Viene después la selección de Imperio de Miradas. La mujer de agua vive en el Museo de Louvre cual verdadero “puerto de miradas”. “Ramillete de aves” que invade la ciudad de la razón: Mujer de agua,/ rescata el naufragio de la nave,/ que expire, en la isla de tus labios.
A Mar abierto es sangre de América Latina, y ella la recuperará. Postula una vuelta al imperio de la imagen, más allá de la pura poesía del lenguaje o el furor de la poesía oral que han asumido las nuevas generaciones. La poesía de Alarcón Beltrán es intento por dejarse envolver en la espiral de las palabras, logra recuperar cielo y mar: Versos transparentados del vaso de unos ojos marineros: “Vuelvo al mar…/ cruzo el puente que tiende tu mirada,/ encallo en la vehemencia de tu rostro,/ navego el arrecife de tu cuerpo./ De ti parto. A ti vuelvo”.

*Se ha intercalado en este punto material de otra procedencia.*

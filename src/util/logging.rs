use tracing_subscriber::{fmt, EnvFilter};

/// Initializes tracing/logging based on `RUST_LOG`, defaulting to `info`.
/// With `json` set, events are written as one JSON object per line.
pub fn init_tracing(json: bool) {
    let env_filter = EnvFilter::try_from_default_env().unwrap_or_else(|_| EnvFilter::new("info"));

    let subscriber = fmt()
        .with_env_filter(env_filter)
        .with_target(true)
        .with_thread_ids(false);

    if json {
        subscriber.json().init();
    } else {
        subscriber.init();
    }
}
pub mod handlers;
pub mod routes;
pub mod state;

use axum::http::{header, HeaderValue};
use axum::Router;
use std::sync::Arc;
use tokio::net::TcpListener;
use tokio::signal;
use tower_http::set_header::SetResponseHeaderLayer;
use tower_http::trace::TraceLayer;
use tracing::info;

use crate::config::WebConfig;
use state::AppState;

/// Builds the application router with CORS headers on every response.
pub fn app(state: Arc<AppState>) -> Router {
    routes::api_routes()
        .layer(SetResponseHeaderLayer::overriding(
            header::ACCESS_CONTROL_ALLOW_ORIGIN,
            HeaderValue::from_static("*"),
        ))
        .layer(SetResponseHeaderLayer::overriding(
            header::ACCESS_CONTROL_ALLOW_METHODS,
            HeaderValue::from_static("POST, GET, OPTIONS"),
        ))
        .layer(SetResponseHeaderLayer::overriding(
            header::ACCESS_CONTROL_ALLOW_HEADERS,
            HeaderValue::from_static("Content-Type"),
        ))
        .layer(TraceLayer::new_for_http())
        .with_state(state)
}

/// Serves the API until SIGINT/SIGTERM.
pub async fn run_server(config: WebConfig, state: Arc<AppState>) -> std::io::Result<()> {
    let bind_addr = format!("{}:{}", config.host, config.port);
    let listener = TcpListener::bind(&bind_addr).await?;

    info!("Listening on http://{}/getsql", listener.local_addr()?);

    axum::serve(listener, app(state))
        .with_graceful_shutdown(shutdown_signal())
        .await
}

async fn shutdown_signal() {
    let ctrl_c = async {
        if let Err(e) = signal::ctrl_c().await {
            tracing::error!("Failed to listen for Ctrl+C: {}", e);
            std::future::pending::<()>().await;
        }
    };

    #[cfg(unix)]
    let terminate = async {
        match signal::unix::signal(signal::unix::SignalKind::terminate()) {
            Ok(mut sig) => {
                sig.recv().await;
            }
            Err(e) => {
                tracing::error!("Failed to listen for SIGTERM: {}", e);
                std::future::pending::<()>().await;
            }
        }
    };

    #[cfg(not(unix))]
    let terminate = std::future::pending::<()>();

    tokio::select! {
        _ = ctrl_c => info!("Received Ctrl+C, shutting down"),
        _ = terminate => info!("Received SIGTERM, shutting down"),
    }
}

Versos salidos de árbol de soles en busca de “la presea dorada”; etimológicamente la materia es el centro del árbol, la materia dura, cántaro que resguarda “Bajo sol, el Sahara de las manos”, escudriñando así el endecasílabo, dejándolo en brazos de otra magia, la del dodecasílabo, tan cara a Darío: “los demonios del violín Stradivarius… la amorosa disciplina de los dedos”.
Foucault en “El pensamiento del Afuera”, nos dice que existe una mirada particular respecto a la noción de habla poética. Tal vez sea una mirada de renuncia a lo otro, a los conceptos vanos de bueno o malo: a la herencia. En el libro antologado: Flor de Cáncer, del poeta Alarcón: “Renuncio la herencia”: “renuncio la custodia/ que generación tras generación/ unge en la frente la boca de mis padres”… “me quedo con los atardeceres, con la luna llena/ y las luciérnagas estrellas que incendian y adornan la obsidiana, me quedo con una flor en la mano, con un poema en los labios”.